___ Supplied material

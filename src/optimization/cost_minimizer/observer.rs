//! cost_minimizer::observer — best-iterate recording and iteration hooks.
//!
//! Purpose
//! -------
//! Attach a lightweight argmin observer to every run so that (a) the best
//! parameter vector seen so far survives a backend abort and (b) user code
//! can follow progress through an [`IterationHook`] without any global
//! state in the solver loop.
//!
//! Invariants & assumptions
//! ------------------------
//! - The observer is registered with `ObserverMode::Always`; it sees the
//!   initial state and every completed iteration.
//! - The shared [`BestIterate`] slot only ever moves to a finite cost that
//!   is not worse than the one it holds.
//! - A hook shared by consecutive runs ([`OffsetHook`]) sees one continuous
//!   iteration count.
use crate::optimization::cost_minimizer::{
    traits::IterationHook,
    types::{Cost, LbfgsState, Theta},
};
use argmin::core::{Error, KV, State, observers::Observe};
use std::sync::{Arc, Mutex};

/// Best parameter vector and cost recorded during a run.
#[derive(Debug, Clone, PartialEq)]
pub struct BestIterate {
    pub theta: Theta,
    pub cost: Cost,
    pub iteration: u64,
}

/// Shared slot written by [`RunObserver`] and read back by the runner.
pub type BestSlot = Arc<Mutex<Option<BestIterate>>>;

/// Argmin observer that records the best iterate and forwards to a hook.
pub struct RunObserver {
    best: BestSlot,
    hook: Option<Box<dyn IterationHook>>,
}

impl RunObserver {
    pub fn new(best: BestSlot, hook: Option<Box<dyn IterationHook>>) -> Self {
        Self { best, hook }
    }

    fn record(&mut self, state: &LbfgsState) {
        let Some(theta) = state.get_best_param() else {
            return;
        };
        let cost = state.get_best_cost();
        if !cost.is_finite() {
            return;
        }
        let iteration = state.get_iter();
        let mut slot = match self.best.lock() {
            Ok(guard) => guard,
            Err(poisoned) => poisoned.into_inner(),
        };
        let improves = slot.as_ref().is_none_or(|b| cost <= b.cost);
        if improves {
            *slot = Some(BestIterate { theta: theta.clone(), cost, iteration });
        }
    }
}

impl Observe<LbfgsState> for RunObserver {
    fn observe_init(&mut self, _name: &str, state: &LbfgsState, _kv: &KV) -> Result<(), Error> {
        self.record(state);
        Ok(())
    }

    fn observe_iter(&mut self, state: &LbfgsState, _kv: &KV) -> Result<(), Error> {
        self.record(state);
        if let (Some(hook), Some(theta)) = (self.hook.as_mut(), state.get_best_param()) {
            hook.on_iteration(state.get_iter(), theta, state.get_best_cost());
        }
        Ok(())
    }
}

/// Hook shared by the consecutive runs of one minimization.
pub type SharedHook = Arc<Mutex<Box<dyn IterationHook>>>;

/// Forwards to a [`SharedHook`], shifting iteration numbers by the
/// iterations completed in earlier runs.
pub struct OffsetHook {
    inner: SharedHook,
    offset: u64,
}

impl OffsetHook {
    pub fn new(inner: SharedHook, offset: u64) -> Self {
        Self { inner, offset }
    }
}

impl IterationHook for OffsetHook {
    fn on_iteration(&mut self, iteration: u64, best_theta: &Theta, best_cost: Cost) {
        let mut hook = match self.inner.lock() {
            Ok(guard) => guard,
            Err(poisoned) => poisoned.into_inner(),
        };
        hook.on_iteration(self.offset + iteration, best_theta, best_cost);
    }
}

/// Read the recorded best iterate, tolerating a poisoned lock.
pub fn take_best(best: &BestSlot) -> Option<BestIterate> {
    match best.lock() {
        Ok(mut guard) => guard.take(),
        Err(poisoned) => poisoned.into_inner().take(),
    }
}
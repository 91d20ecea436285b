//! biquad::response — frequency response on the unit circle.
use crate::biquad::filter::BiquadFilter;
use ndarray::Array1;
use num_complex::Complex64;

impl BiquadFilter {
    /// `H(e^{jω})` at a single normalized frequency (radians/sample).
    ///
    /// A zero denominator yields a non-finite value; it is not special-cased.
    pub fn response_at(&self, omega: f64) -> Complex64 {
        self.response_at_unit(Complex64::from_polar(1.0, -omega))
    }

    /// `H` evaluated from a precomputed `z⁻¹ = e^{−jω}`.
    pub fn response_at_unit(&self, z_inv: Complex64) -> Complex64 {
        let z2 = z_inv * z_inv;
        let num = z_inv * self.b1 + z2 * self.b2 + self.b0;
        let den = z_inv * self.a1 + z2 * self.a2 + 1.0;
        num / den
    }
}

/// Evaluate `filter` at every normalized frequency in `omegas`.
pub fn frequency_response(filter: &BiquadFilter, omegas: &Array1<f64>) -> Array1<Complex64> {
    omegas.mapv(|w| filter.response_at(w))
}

______

• _What is being asked_
Search the listing for the word "that". Copy every line in which it occurs.

• _Result_
//! Attach a lightweight argmin observer to every run so that (a) the best
//! - The shared [`BestIterate`] slot only ever moves to a finite cost that
/// Argmin observer that records the best iterate and forwards to a hook.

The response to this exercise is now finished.